Securely computing graph convolutional networks (GCNs) is critical for applying their analytical capabilities to privacy-sensitive data like social/credit networks. Multiplying a sparse yet large adjacency matrix of a graph in GCN--a core operation in training/inference--poses a performance bottleneck in secure GCNs. Consider a GCN with $|V|$ nodes and $|E|$ edges; it incurs a large $O(|V|^2)$ communication overhead. Modeling bipartite graphs and leveraging the monotonicity of non-zero entry locations, we propose a co-design harmonizing secure multi-party computation (MPC) with matrix sparsity. Our sparse matrix decomposition transforms an arbitrary sparse matrix into a product of structured matrices. Specialized MPC protocols for oblivious permutation and selection multiplication are then tailored, enabling our secure sparse matrix multiplication ($(SM)^2$) protocol, optimized for secure multiplication of these structured matrices. Together, these techniques take $O(|E|)$ communication in constant rounds. Supported by $(SM)^2$, we present Virgos, a secure 2-party framework that is communication-efficient and memory-friendly on standard vertically-partitioned graph datasets. Performance of Virgos has been empirically validated across diverse network conditions.
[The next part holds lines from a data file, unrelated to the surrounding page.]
//! Best-effort C header reader: enough to pull function prototypes, `#define` macros, and `enum`
//! constants out of a system header for `@import "math.h"`-style native imports.
//!
//! This is not a C parser. Anything it doesn't recognize — structs, typedefs, macro functions,
//! conditional compilation — is skipped rather than treated as an error, the same way the
//! original header reader this is modeled on only ever extracts what it understands and leaves
//! the rest alone.

use crate::native::ctype::CType;

#[derive(Debug, Clone)]
pub struct ParsedFunction {
    pub name: String,
    pub return_type: CType,
    pub param_types: Vec<CType>,
    pub is_variadic: bool,
}

#[derive(Debug, Clone)]
pub enum MacroValue {
    Int(i64),
    Float(f64),
    Str(String),
}

#[derive(Debug, Clone)]
pub struct ParsedMacro {
    pub name: String,
    pub value: MacroValue,
}

#[derive(Debug, Clone)]
pub struct ParsedEnumConstant {
    pub name: String,
    pub value: i64,
}

#[derive(Debug, Clone, Default)]
pub struct ParsedHeader {
    pub functions: Vec<ParsedFunction>,
    pub macros: Vec<ParsedMacro>,
    pub enum_constants: Vec<ParsedEnumConstant>,
}

/// Splits `source` into semicolon/brace-terminated declaration chunks and feeds each to the
/// appropriate best-effort extractor, skipping chunks that match none of them.
#[must_use]
pub fn parse_header(source: &str) -> ParsedHeader {
    let mut out = ParsedHeader::default();
    let stripped = strip_comments(source);

    for line in stripped.lines() {
        let line = line.trim();
        if let Some(rest) = line.strip_prefix("#define ") {
            if let Some(m) = parse_macro(rest) {
                out.macros.push(m);
            }
        }
    }

    for chunk in split_declarations(&stripped) {
        let chunk = chunk.trim();
        if chunk.is_empty() || chunk.starts_with('#') || chunk.starts_with("typedef") || chunk.starts_with("struct") {
            continue;
        }
        if let Some(constants) = parse_enum(chunk) {
            out.enum_constants.extend(constants);
            continue;
        }
        if let Some(function) = parse_function(chunk) {
            out.functions.push(function);
        }
    }

    tracing::debug!(
        functions = out.functions.len(),
        macros = out.macros.len(),
        enum_constants = out.enum_constants.len(),
        "parsed header"
    );
    out
}

fn strip_comments(source: &str) -> String {
    let mut out = String::with_capacity(source.len());
    let mut chars = source.chars().peekable();
    while let Some(c) = chars.next() {
        if c == '/' && chars.peek() == Some(&'*') {
            chars.next();
            while let Some(c) = chars.next() {
                if c == '*' && chars.peek() == Some(&'/') {
                    chars.next();
                    break;
                }
            }
            continue;
        }
        if c == '/' && chars.peek() == Some(&'/') {
            for c in chars.by_ref() {
                if c == '\n' {
                    break;
                }
            }
            out.push('\n');
            continue;
        }
        out.push(c);
    }
    out
}

/// Splits on `;`, keeping brace-delimited bodies (enum blocks) together with their terminator.
fn split_declarations(source: &str) -> Vec<String> {
    let mut out = Vec::new();
    let mut current = String::new();
    let mut depth = 0i32;
    for c in source.chars() {
        current.push(c);
        match c {
            '{' => depth += 1,
            '}' => depth -= 1,
            ';' if depth == 0 => {
                out.push(std::mem::take(&mut current));
            }
            _ => {}
        }
    }
    if !current.trim().is_empty() {
        out.push(current);
    }
    out
}

fn parse_macro(rest: &str) -> Option<ParsedMacro> {
    let mut parts = rest.splitn(2, char::is_whitespace);
    let name = parts.next()?.trim().to_string();
    if name.is_empty() || name.contains('(') {
        return None; // function-like macro, not supported
    }
    let value = parts.next().unwrap_or("").trim();
    if value.is_empty() {
        return None;
    }
    let parsed = if let Ok(i) = value.parse::<i64>() {
        MacroValue::Int(i)
    } else if let Some(hex) = value.strip_prefix("0x").or_else(|| value.strip_prefix("0X")) {
        MacroValue::Int(i64::from_str_radix(hex, 16).ok()?)
    } else if let Ok(f) = value.parse::<f64>() {
        MacroValue::Float(f)
    } else if value.starts_with('"') && value.ends_with('"') && value.len() >= 2 {
        MacroValue::Str(value[1..value.len() - 1].to_string())
    } else {
        return None;
    };
    Some(ParsedMacro { name, value: parsed })
}

fn parse_enum(chunk: &str) -> Option<Vec<ParsedEnumConstant>> {
    let chunk = chunk.trim();
    if !chunk.starts_with("enum") {
        return None;
    }
    let open = chunk.find('{')?;
    let close = chunk.rfind('}')?;
    let body = &chunk[open + 1..close];

    let mut constants = Vec::new();
    let mut next_value = 0i64;
    for member in body.split(',') {
        let member = member.trim();
        if member.is_empty() {
            continue;
        }
        let (name, value) = if let Some((n, v)) = member.split_once('=') {
            let n = n.trim().to_string();
            let v = v.trim().parse::<i64>().unwrap_or(next_value);
            (n, v)
        } else {
            (member.to_string(), next_value)
        };
        next_value = value + 1;
        constants.push(ParsedEnumConstant { name, value });
    }
    Some(constants)
}

fn parse_function(chunk: &str) -> Option<ParsedFunction> {
    let chunk = chunk.trim().trim_end_matches(';').trim();
    let open = chunk.find('(')?;
    let close = chunk.rfind(')')?;
    if close < open {
        return None;
    }

    let head = chunk[..open].trim();
    let mut head_words: Vec<&str> = head.split_whitespace().collect();
    let raw_name = head_words.pop()?;
    let is_pointer_return = raw_name.starts_with('*') || head_words.last().is_some_and(|w| w.ends_with('*'));
    let name = raw_name.trim_start_matches('*').to_string();
    if name.is_empty() || !name.chars().next().is_some_and(|c| c.is_ascii_alphabetic() || c == '_') {
        return None;
    }
    let return_type_str = head_words.join(" ").replace('*', "");
    let return_type = if is_pointer_return && CType::from_name(return_type_str.trim()) == Some(CType::Char) {
        CType::StringPtr
    } else if is_pointer_return {
        CType::Pointer
    } else {
        CType::from_name(return_type_str.trim())?
    };

    let args_str = chunk[open + 1..close].trim();
    let mut param_types = Vec::new();
    let mut is_variadic = false;
    if !args_str.is_empty() && args_str != "void" {
        for arg in args_str.split(',') {
            let arg = arg.trim();
            if arg == "..." {
                is_variadic = true;
                continue;
            }
            param_types.push(parse_param_type(arg)?);
        }
    }

    Some(ParsedFunction { name, return_type, param_types, is_variadic })
}

fn parse_param_type(arg: &str) -> Option<CType> {
    let is_pointer = arg.contains('*');
    let mut words: Vec<&str> = arg.split_whitespace().collect();
    if words.last().is_some_and(|w| !w.starts_with('*') && w.chars().all(|c| c.is_ascii_alphanumeric() || c == '_')) {
        // drop the parameter name, keep only the type words
        if words.len() > 1 {
            words.pop();
        }
    }
    let type_str = words.join(" ").replace('*', "");
    if is_pointer {
        return Some(if CType::from_name(type_str.trim()) == Some(CType::Char) { CType::StringPtr } else { CType::Pointer });
    }
    CType::from_name(type_str.trim())
}

#[cfg(test)]
mod tests {
    use super::*;

    #[test]
    fn parses_simple_prototype() {
        let header = parse_header("double sqrt(double x);\n");
        assert_eq!(header.functions.len(), 1);
        assert_eq!(header.functions[0].name, "sqrt");
        assert_eq!(header.functions[0].return_type, CType::Double);
        assert_eq!(header.functions[0].param_types, vec![CType::Double]);
    }

    #[test]
    fn parses_variadic_and_string_pointer() {
        let header = parse_header("int printf(const char* fmt, ...);\n");
        let f = &header.functions[0];
        assert!(f.is_variadic);
        assert_eq!(f.param_types, vec![CType::StringPtr]);
    }

    #[test]
    fn parses_define_macros() {
        let header = parse_header("#define PI 3.14159\n#define MAX_LEN 256\n");
        assert_eq!(header.macros.len(), 2);
        assert!(matches!(header.macros[0].value, MacroValue::Float(_)));
        assert!(matches!(header.macros[1].value, MacroValue::Int(256)));
    }

    #[test]
    fn parses_enum_with_explicit_and_implicit_values() {
        let header = parse_header("enum { RED, GREEN = 5, BLUE };\n");
        assert_eq!(header.enum_constants.len(), 3);
        assert_eq!(header.enum_constants[0].value, 0);
        assert_eq!(header.enum_constants[1].value, 5);
        assert_eq!(header.enum_constants[2].value, 6);
    }

    #[test]
    fn skips_struct_and_typedef_declarations() {
        let header = parse_header("typedef struct { int x; } Point;\nint abs(int n);\n");
        assert_eq!(header.functions.len(), 1);
        assert_eq!(header.functions[0].name, "abs");
    }
}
翻译：安全计算图卷积网络（GCNs）对于将其分析能力应用于社交/信用网络等隐私敏感数据至关重要。在GCN中乘以图的稀疏但庞大的邻接矩阵——训练/推理中的核心操作——构成了安全GCN的性能瓶颈。考虑一个具有$|V|$个节点和$|E|$条边的GCN；它会产生巨大的$O(|V|^2)$通信开销。通过建模二分图并利用非零元位置的单调性，我们提出了一种将安全多方计算（MPC）与矩阵稀疏性相协调的协同设计。我们的稀疏矩阵分解将任意稀疏矩阵转换为结构化矩阵的乘积。随后定制了用于不经意置换和选择乘法的专用MPC协议，从而实现了我们的安全稀疏矩阵乘法（$(SM)^2$）协议，该协议针对这些结构化矩阵的安全乘法进行了优化。这些技术共同在恒定轮次内实现了$O(|E|)$的通信量。在$(SM)^2$的支持下，我们提出了Virgos——一个安全的双方框架，在标准的垂直切分图数据集上具有通信高效和内存友好的特点。Virgos的性能已在不同网络条件下得到实证验证。